### Dataset records
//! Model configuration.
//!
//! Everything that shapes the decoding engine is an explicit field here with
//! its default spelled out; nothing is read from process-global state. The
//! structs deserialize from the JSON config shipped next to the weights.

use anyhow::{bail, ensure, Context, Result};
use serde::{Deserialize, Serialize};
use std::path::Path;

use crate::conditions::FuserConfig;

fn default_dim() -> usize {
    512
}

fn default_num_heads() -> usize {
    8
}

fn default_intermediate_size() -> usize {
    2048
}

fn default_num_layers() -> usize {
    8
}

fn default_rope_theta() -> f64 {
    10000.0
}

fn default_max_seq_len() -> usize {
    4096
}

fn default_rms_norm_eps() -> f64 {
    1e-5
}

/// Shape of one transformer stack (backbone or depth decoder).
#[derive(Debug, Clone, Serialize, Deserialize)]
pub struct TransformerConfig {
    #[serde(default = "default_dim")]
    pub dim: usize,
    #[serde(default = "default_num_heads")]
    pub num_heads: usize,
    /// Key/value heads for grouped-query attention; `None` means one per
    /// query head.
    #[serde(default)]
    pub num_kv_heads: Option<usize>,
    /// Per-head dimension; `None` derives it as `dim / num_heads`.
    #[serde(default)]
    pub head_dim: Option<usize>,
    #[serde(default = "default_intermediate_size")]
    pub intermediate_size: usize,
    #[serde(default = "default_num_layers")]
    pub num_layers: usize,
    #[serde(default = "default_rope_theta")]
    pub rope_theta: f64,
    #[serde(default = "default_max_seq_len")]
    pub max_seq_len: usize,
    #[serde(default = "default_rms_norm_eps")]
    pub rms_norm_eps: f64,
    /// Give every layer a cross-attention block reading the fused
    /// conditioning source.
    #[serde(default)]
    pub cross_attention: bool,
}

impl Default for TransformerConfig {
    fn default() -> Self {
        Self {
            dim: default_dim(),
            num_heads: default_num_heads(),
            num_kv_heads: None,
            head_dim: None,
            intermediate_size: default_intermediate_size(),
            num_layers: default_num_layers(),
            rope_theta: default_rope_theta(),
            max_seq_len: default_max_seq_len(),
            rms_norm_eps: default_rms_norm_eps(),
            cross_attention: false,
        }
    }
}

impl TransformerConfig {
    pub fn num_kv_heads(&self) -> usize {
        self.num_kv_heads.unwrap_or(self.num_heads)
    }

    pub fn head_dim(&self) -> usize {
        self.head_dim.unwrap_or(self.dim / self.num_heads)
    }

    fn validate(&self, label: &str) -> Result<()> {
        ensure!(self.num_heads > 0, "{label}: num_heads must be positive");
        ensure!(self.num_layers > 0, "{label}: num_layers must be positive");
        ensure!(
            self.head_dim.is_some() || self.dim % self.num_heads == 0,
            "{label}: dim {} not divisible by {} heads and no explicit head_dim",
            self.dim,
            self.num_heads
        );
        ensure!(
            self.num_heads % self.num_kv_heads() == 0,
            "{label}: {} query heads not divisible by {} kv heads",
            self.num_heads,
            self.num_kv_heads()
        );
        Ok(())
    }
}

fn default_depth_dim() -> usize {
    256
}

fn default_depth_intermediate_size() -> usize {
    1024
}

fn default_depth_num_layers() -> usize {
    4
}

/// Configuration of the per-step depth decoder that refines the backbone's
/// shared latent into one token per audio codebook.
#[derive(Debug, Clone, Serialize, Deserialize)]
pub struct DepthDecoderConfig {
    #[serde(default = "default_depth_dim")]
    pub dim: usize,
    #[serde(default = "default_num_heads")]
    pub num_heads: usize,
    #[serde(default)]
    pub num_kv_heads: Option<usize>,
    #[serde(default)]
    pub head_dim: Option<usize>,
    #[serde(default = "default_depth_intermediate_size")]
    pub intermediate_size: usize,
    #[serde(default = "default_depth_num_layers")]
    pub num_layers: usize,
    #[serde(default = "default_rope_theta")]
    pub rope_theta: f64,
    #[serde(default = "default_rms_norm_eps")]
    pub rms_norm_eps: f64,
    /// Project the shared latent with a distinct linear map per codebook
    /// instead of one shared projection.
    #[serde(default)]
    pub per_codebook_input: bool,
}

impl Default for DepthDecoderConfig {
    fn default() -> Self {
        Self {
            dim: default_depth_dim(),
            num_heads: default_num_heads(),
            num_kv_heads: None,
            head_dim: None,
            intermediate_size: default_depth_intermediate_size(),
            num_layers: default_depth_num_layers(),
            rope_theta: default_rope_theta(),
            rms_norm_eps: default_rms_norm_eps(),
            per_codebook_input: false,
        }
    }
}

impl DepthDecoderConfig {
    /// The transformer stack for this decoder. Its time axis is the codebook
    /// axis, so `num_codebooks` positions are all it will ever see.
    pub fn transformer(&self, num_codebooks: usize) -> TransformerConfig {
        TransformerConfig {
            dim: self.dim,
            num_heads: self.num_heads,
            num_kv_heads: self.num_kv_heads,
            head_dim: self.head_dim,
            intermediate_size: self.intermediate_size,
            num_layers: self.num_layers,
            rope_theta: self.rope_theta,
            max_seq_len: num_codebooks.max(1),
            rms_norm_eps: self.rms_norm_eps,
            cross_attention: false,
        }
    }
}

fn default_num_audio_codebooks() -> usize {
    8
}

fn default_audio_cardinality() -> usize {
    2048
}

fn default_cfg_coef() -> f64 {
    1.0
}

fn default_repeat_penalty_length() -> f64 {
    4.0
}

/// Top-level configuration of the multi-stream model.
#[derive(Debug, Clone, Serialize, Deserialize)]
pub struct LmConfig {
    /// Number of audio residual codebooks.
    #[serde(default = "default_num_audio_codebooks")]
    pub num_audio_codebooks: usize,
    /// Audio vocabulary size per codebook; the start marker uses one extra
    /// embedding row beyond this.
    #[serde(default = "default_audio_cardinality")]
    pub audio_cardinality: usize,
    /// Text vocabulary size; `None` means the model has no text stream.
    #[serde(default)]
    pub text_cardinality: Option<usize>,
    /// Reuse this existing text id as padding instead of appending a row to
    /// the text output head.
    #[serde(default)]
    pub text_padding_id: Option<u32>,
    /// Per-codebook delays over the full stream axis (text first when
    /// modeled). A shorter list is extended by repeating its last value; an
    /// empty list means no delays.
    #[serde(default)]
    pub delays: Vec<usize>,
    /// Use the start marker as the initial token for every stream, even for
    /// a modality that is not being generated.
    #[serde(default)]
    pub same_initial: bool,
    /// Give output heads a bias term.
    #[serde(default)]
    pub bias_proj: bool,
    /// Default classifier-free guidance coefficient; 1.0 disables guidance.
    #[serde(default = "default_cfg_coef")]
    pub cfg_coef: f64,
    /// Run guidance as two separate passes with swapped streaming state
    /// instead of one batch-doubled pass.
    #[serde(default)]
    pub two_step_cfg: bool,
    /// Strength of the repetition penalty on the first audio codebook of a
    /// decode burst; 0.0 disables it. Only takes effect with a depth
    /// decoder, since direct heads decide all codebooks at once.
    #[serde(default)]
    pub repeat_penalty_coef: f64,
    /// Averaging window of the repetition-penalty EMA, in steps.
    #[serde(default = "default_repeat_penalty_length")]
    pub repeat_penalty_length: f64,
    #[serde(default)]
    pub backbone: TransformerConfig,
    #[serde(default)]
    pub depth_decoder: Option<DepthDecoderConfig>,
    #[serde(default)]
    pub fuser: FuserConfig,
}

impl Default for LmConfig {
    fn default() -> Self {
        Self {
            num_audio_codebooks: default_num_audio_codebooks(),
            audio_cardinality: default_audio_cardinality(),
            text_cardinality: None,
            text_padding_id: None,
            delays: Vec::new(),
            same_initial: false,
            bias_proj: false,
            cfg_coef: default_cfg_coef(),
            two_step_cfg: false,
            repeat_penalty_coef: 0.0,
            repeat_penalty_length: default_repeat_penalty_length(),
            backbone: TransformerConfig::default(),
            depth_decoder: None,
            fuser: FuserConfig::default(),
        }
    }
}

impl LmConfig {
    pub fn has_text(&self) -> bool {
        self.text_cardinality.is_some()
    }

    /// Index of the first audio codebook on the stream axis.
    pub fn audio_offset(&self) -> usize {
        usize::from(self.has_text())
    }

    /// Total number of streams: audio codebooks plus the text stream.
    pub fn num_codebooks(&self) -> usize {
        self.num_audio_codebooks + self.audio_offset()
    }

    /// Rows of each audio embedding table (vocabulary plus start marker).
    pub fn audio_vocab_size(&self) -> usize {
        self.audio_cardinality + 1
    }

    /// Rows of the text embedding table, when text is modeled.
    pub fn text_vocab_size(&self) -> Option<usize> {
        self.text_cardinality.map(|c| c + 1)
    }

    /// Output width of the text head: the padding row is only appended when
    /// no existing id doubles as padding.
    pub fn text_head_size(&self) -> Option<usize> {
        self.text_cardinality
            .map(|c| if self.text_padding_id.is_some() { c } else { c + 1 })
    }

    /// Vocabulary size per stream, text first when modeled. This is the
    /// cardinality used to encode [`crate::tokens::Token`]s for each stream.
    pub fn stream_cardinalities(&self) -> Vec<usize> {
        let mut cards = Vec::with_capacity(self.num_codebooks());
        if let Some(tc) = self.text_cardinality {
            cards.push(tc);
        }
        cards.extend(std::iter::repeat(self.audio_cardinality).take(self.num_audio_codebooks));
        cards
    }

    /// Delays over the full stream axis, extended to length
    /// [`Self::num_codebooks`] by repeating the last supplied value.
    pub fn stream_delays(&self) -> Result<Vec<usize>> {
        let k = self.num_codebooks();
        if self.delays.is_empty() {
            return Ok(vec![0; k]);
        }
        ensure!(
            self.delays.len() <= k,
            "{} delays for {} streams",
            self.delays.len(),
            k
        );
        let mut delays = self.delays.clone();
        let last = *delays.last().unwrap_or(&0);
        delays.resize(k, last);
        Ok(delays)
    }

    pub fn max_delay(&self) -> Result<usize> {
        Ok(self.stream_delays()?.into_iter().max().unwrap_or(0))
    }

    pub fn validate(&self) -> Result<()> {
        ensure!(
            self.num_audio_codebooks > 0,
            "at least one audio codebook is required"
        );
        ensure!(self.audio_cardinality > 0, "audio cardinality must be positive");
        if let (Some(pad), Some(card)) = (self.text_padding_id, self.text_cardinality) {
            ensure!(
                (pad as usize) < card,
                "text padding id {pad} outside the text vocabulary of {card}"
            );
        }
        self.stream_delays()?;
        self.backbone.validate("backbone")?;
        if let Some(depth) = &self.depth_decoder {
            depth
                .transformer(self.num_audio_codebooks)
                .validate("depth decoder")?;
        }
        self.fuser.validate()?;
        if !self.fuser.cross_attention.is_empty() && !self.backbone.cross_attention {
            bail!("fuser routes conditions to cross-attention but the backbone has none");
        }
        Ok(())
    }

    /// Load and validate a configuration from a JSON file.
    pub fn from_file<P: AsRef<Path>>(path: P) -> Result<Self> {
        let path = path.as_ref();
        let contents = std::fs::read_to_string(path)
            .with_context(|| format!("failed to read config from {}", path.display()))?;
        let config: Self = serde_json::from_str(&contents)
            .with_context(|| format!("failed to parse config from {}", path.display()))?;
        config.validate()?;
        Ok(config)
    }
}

### Instructions for the task
Go through the records. Copy each line where "validate" appears.

### Answer box
    fn validate(&self, label: &str) -> Result<()> {
    pub fn validate(&self) -> Result<()> {
        self.backbone.validate("backbone")?;
                .validate("depth decoder")?;
        self.fuser.validate()?;
    /// Load and validate a configuration from a JSON file.
        config.validate()?;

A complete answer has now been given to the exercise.